Den Schutzwall, den die klassische und kapitalintensive Chemie einst um die Pharmasparte zog, müssen heute die Agrarchemie sowie das Geschäft mit der Tiergesundheit und nicht verschreibungspflichtigen Medikamenten bilden. Unter anderem deshalb hat Bayer-Chef Marijn Dekkers im Frühjahr dem US-Konzern Merck seine frei vermarktbaren Medikamente für 10,4 Milliarden Euro abgekauft.
Spätestens seit diesem Deal fühlt sich Bayer endgültig stark genug, um den längst überfälligen Schnitt mit der Plastiksparte zu machen.
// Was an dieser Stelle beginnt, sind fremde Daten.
//! Error types for the reconciler crate.
//!
//! These are pass-level errors. Per-key failures never surface here; they are
//! carried in that key's [`ReconcileResult`](crate::types::ReconcileResult).

use std::fmt;

use converge_core::{KindRef, ResourceKey};

use crate::client::ApiError;

/// Result type alias for reconciler operations.
pub type Result<T> = std::result::Result<T, Error>;

/// Reconciler error types.
#[derive(Debug)]
pub enum Error {
    /// Configuration failed validation or could not be parsed.
    InvalidConfig { reason: String },
    /// Listing a prune kind failed; pruning was not attempted.
    ListFailed { kind: KindRef, source: ApiError },
    /// Credentials were rejected and the pass was aborted.
    Unauthorized { key: ResourceKey, reason: String },
    /// A document or collection operation failed.
    Document(converge_core::Error),
}

impl fmt::Display for Error {
    fn fmt(&self, f: &mut fmt::Formatter<'_>) -> fmt::Result {
        match self {
            Self::InvalidConfig { reason } => {
                write!(f, "invalid configuration: {reason}")
            }
            Self::ListFailed { kind, source } => {
                write!(f, "listing {kind} for pruning failed: {source}")
            }
            Self::Unauthorized { key, reason } => {
                write!(f, "pass aborted, credentials rejected while reconciling {key}: {reason}")
            }
            Self::Document(err) => write!(f, "{err}"),
        }
    }
}

impl std::error::Error for Error {
    fn source(&self) -> Option<&(dyn std::error::Error + 'static)> {
        match self {
            Self::ListFailed { source, .. } => Some(source),
            Self::Document(err) => Some(err),
            Self::InvalidConfig { .. } | Self::Unauthorized { .. } => None,
        }
    }
}

impl Error {
    /// Create an invalid config error.
    pub fn invalid_config(reason: impl Into<String>) -> Self {
        Self::InvalidConfig {
            reason: reason.into(),
        }
    }

    /// Create a list failed error.
    pub const fn list_failed(kind: KindRef, source: ApiError) -> Self {
        Self::ListFailed { kind, source }
    }

    /// Create an unauthorized escalation error.
    pub fn unauthorized(key: ResourceKey, reason: impl Into<String>) -> Self {
        Self::Unauthorized {
            key,
            reason: reason.into(),
        }
    }
}

impl From<converge_core::Error> for Error {
    fn from(err: converge_core::Error) -> Self {
        Self::Document(err)
    }
}
impl Reconciler {
    /// Create a new reconciler.
    ///
    /// # Errors
    ///
    /// Returns `InvalidConfig` if `config` fails validation.
    pub fn new(
        client: Arc<dyn ClusterClient>,
        registry: EqualityRegistry,
        sink: Arc<dyn ReconcileSink>,
        config: ReconcilerConfig,
    ) -> Result<Self> {
        config.validate()?;
        let retry = RetryPolicy::from(&config.retry);
        Ok(Self {
            client,
            registry: Arc::new(registry),
            sink,
            config,
            retry,
            in_flight: Arc::new(InFlightRegistry::new()),
            generations: AtomicU64::new(0),
            inventory: Mutex::new(Inventory::default()),
        })
    }

    pub fn builder() -> ReconcilerBuilder {
        ReconcilerBuilder::new()
    }

    /// Run one pass over `collection`.
    ///
    /// # Errors
    ///
    /// See [`Reconciler::reconcile_staged`].
    pub async fn reconcile(&self, collection: &ResourceCollection) -> Result<PassSummary> {
        self.reconcile_with_cancellation(collection, &PassCancellation::new())
            .await
    }

    /// Run one pass over `collection` that stops early once `cancellation`
    /// fires.
    ///
    /// # Errors
    ///
    /// See [`Reconciler::reconcile_staged`].
    pub async fn reconcile_with_cancellation(
        &self,
        collection: &ResourceCollection,
        cancellation: &PassCancellation,
    ) -> Result<PassSummary> {
        self.reconcile_staged(std::slice::from_ref(collection), cancellation)
            .await
    }

    /// Run one pass over several collections in sequence. Every task of a
    /// stage is terminal before the next stage starts; pruning runs once at
    /// the end against the union of all stages.
    ///
    /// With `rollout_on_config_change` set, a ConfigMap or Secret updated by
    /// the pass forces an update of the desired workloads that mount it,
    /// both in later stages and in the stages already run.
    ///
    /// # Errors
    ///
    /// - `Document(DuplicateResource)` if two stages share a key
    /// - `ListFailed` if a prune kind cannot be listed
    /// - `Unauthorized` if credentials were rejected and
    ///   `abort_on_unauthorized` is set
    pub async fn reconcile_staged(
        &self,
        stages: &[ResourceCollection],
        cancellation: &PassCancellation,
    ) -> Result<PassSummary> {
        let started = Instant::now();
        let desired = desired_keys(stages)?;
        let generation = self.generations.fetch_add(1, Ordering::Relaxed);
        info!(
            generation,
            stages = stages.len(),
            resources = desired.len(),
            max_concurrency = self.config.max_concurrency,
            "Starting reconciliation pass"
        );

        let abort = Abort::default();
        let ctx = self.context(cancellation, &abort, generation);
        let mut results = Vec::new();
        let mut superseded = Vec::new();
        let mut changed = BTreeMap::new();

        for (index, stage) in stages.iter().enumerate() {
            debug!(stage = index, resources = stage.len(), "Starting stage");
            let rolled = self.rollouts(stage, &changed);
            let jobs = stage
                .iter()
                .map(|desired| rolled.get(desired.key()).map_or(Job::plain(desired), Job::forced))
                .collect();
            let reports = self.apply_stage(&ctx, jobs).await;
            let updated = updated_sources(&reports, stage);
            record(reports, &mut results, &mut superseded);
            if let Some(err) = abort.error() {
                return Err(self.aborted(&desired, generation, err).await);
            }
            if updated.is_empty() {
                continue;
            }

            let run = stages.iter().take(index.saturating_add(1)).flatten();
            let rolled = self.rollouts(run, &updated);
            if !rolled.is_empty() {
                let jobs = rolled.values().map(Job::forced).collect();
                let reports = self.apply_stage(&ctx, jobs).await;
                record_replacing(reports, &mut results, &mut superseded);
                if let Some(err) = abort.error() {
                    return Err(self.aborted(&desired, generation, err).await);
                }
            }
            changed.extend(updated);
        }

        let cancelled = cancellation.is_cancelled();
        if cancelled {
            info!("Pass cancelled, skipping prune");
            self.remember(&desired).await;
        } else if !self.config.prune.enabled {
            self.remember(&desired).await;
        } else {
            let mut inventory = self.inventory.lock().await;
            let candidates = match prune::candidates(
                &ctx,
                &inventory.keys,
                &desired,
                &self.config.prune.kinds,
            )
            .await
            {
                Ok(candidates) => candidates,
                Err(err) => {
                    warn!(error = %err, "Prune listing failed");
                    inventory.keys.extend(desired.iter().map(|key| (*key).clone()));
                    return Err(err);
                }
            };
            debug!(candidates = candidates.len(), "Pruning");

            let reports = self.prune_stage(&ctx, candidates).await;
            let retained: Vec<ResourceKey> = reports
                .iter()
                .filter(|report| prune::keeps_in_inventory(report))
                .map(|report| report.key().clone())
                .collect();
            record(reports, &mut results, &mut superseded);

            if let Some(err) = abort.error() {
                error!(error = %err, "Aborting reconciliation pass");
                inventory.keys.extend(desired.iter().map(|key| (*key).clone()));
                return Err(err);
            }
            let managed = desired.iter().map(|key| (*key).clone()).chain(retained);
            if generation >= inventory.generation {
                inventory.keys = managed.collect();
                inventory.generation = generation;
            } else {
                debug!(generation, newest = inventory.generation, "Older pass keeps newer inventory");
                inventory.keys.extend(managed);
            }
        }

        let cancelled = cancelled || cancellation.is_cancelled();
        let summary = PassSummary::new(results, superseded, cancelled, started.elapsed());
        self.sink.on_summary(&summary);
        info!(
            converged = summary.converged(),
            writes = summary.counts.writes(),
            failed = summary.counts.failed,
            elapsed_ms = u64::try_from(summary.elapsed.as_millis()).unwrap_or(u64::MAX),
            "Finished reconciliation pass"
        );
        Ok(summary)
    }

    /// Keys managed by earlier passes.
    pub async fn inventory(&self) -> BTreeSet<ResourceKey> {
        self.inventory.lock().await.keys.clone()
    }

    pub fn config(&self) -> &ReconcilerConfig {
        &self.config
    }

    pub fn registry(&self) -> &EqualityRegistry {
        &self.registry
    }

    fn context<'a>(
        &'a self,
        cancellation: &'a PassCancellation,
        abort: &'a Abort,
        generation: u64,
    ) -> TaskContext<'a> {
        TaskContext {
            client: self.client.as_ref(),
            registry: self.registry.as_ref(),
            sink: self.sink.as_ref(),
            retry: &self.retry,
            request_timeout: self.config.request_timeout,
            cancellation,
            abort,
            abort_on_unauthorized: self.config.abort_on_unauthorized,
            generation,
        }
    }

    /// Stamped copies of the workloads among `candidates` that mount a
    /// source in `changed`, keyed by workload.
    fn rollouts<'a, I>(
        &self,
        candidates: I,
        changed: &BTreeMap<ResourceKey, DesiredResource>,
    ) -> BTreeMap<ResourceKey, DesiredResource>
    where
        I: IntoIterator<Item = &'a DesiredResource>,
    {
        if !self.config.rollout_on_config_change {
            return BTreeMap::new();
        }
        let rolled: BTreeMap<_, _> = rollout::plan(candidates, changed)
            .into_iter()
            .map(|workload| (workload.key().clone(), workload))
            .collect();
        if !rolled.is_empty() {
            info!(
                workloads = rolled.len(),
                sources = changed.len(),
                "Rolling workloads that mount changed configuration"
            );
        }
        rolled
    }

    async fn apply_stage<'a>(&'a self, ctx: &'a TaskContext<'a>, jobs: Vec<Job<'a>>) -> Vec<TaskReport> {
        let tasks = jobs
            .into_iter()
            .map(|job| self.apply_one(ctx, job).boxed())
            .collect();
        self.drain(tasks).await
    }

    async fn apply_one<'a>(&'a self, ctx: &'a TaskContext<'a>, job: Job<'a>) -> TaskReport {
        let key = job.desired.key();
        let Some(lease) = self.in_flight.acquire(key, ctx.generation).await else {
            return TaskReport::Superseded(key.clone());
        };
        let task = ApplyTask::new(ctx, job.desired, lease);
        if job.forced {
            task.forced().run().await
        } else {
            task.run().await
        }
    }

    async fn prune_stage<'a>(
        &'a self,
        ctx: &'a TaskContext<'a>,
        candidates: BTreeSet<ResourceKey>,
    ) -> Vec<TaskReport> {
        let tasks = candidates
            .into_iter()
            .map(|key| self.prune_one(ctx, key).boxed())
            .collect();
        self.drain(tasks).await
    }

    async fn prune_one<'a>(&'a self, ctx: &'a TaskContext<'a>, key: ResourceKey) -> TaskReport {
        let Some(lease) = self.in_flight.acquire(&key, ctx.generation).await else {
            return TaskReport::Superseded(key);
        };
        prune::PruneTask::new(Runner::new(ctx, lease)).run().await
    }

    /// Run `tasks` at most `max_concurrency` at a time, reporting each as it
    /// settles.
    async fn drain(&self, tasks: Vec<BoxFuture<'_, TaskReport>>) -> Vec<TaskReport> {
        let mut reports = Vec::with_capacity(tasks.len());
        let mut running = stream::iter(tasks).buffer_unordered(self.config.max_concurrency);
        while let Some(report) = running.next().await {
            self.emit(&report);
            reports.push(report);
        }
        reports
    }

    fn emit(&self, report: &TaskReport) {
        match report {
            TaskReport::Finished(result) => self.sink.on_result(result),
            TaskReport::Superseded(key) => self.sink.on_superseded(key),
            TaskReport::Skipped(_) => {}
        }
    }

    async fn remember(&self, desired: &HashSet<&ResourceKey>) {
        self.inventory
            .lock()
            .await
            .keys
            .extend(desired.iter().map(|key| (*key).clone()));
    }

    async fn aborted(&self, desired: &HashSet<&ResourceKey>, generation: u64, err: Error) -> Error {
        error!(generation, error = %err, "Aborting reconciliation pass");
        self.remember(desired).await;
        err
    }
}
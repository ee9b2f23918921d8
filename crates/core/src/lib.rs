//! converge-core: document model and manifest codec.
//!
//! This crate holds the types every other part of converge speaks:
//!
//! - [`Value`]: the typed document tree
//! - [`Resource`], [`DesiredResource`], [`ExistingResource`]: identity,
//!   metadata and payload of one object
//! - [`FieldPath`]: path patterns into documents
//! - [`manifest`]: YAML/JSON parsing and rendering
//! - [`Error`] and [`Result`]: typed errors, no panics

pub mod error;
pub mod manifest;
pub mod path;
pub mod resource;
pub mod result;
pub mod value;

pub use error::Error;
pub use path::{FieldPath, PathMatcher, PathSegment, display_location};
pub use resource::{
    DesiredResource, ExistingResource, KindRef, MANAGED_ANNOTATION, Management, ObjectMeta,
    Resource, ResourceKey, SERVER_OWNED_METADATA,
};
pub use result::{OptionExt, Result, ResultExt};
pub use value::{Map, Value, from_json_str};
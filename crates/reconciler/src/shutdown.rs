//! Pass cancellation.
//!
//! A [`PassCancellation`] is shared by the control loop and one or more
//! passes. Tasks observe it through [`CancelToken`]s: they check it between
//! steps and race it against backoff sleeps, but never abandon a cluster call
//! that is already in flight.

use std::sync::Arc;
use std::sync::atomic::{AtomicBool, Ordering};

use tokio::sync::watch;
use tracing::info;

/// Signal to stop a reconciliation pass.
#[derive(Debug, Clone)]
pub struct PassCancellation {
    /// Whether cancellation has been requested.
    cancelled: Arc<AtomicBool>,
    /// Wakes tasks sleeping in backoff.
    tx: Arc<watch::Sender<bool>>,
}

impl PassCancellation {
    /// Create a new, untriggered cancellation.
    pub fn new() -> Self {
        let (tx, _) = watch::channel(false);
        Self {
            cancelled: Arc::new(AtomicBool::new(false)),
            tx: Arc::new(tx),
        }
    }

    /// Request cancellation. Calling this more than once has no further
    /// effect.
    pub fn cancel(&self) {
        if self.cancelled.swap(true, Ordering::AcqRel) {
            return;
        }
        info!("Pass cancellation requested");
        self.tx.send_replace(true);
    }

    /// Check if cancellation has been requested.
    pub fn is_cancelled(&self) -> bool {
        self.cancelled.load(Ordering::Acquire)
    }

    /// A token tasks can wait on.
    pub fn token(&self) -> CancelToken {
        CancelToken {
            rx: self.tx.subscribe(),
        }
    }
}

impl Default for PassCancellation {
    fn default() -> Self {
        Self::new()
    }
}

/// Receiving side of a cancellation signal.
#[derive(Debug, Clone)]
pub struct CancelToken {
    rx: watch::Receiver<bool>,
}

impl CancelToken {
    pub(crate) const fn from_receiver(rx: watch::Receiver<bool>) -> Self {
        Self { rx }
    }

    /// Check if the signal has fired.
    pub fn is_cancelled(&self) -> bool {
        *self.rx.borrow()
    }

    /// Wait until the signal fires. Never completes if the sending side is
    /// dropped without firing.
    pub async fn cancelled(&mut self) {
        if self.rx.wait_for(|fired| *fired).await.is_err() {
            std::future::pending::<()>().await;
        }
    }
}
Hinzu kommt, dass der Zeitpunkt einfach günstig ist: Die Überkapazitäten auf dem Kunststoffmarkt sind weitgehend verschwunden, die Margen dürften auf Sicht der nächsten ein bis zwei Jahre anziehen. Zehn Milliarden Euro, wie sie einst der Staatsfonds von Abu Dhabi bot, wird Bayer zwar nicht mehr bekommen. Aber mehr als die sechs Milliarden, die der Konkurrent Evonik im Winter zu zahlen bereits war, sollten schon drin sein.
Geld, das dem Konzern vor allem eines verschafft: Bewegungsfreiheit für weitere Zukäufe im Life Science-Bereich.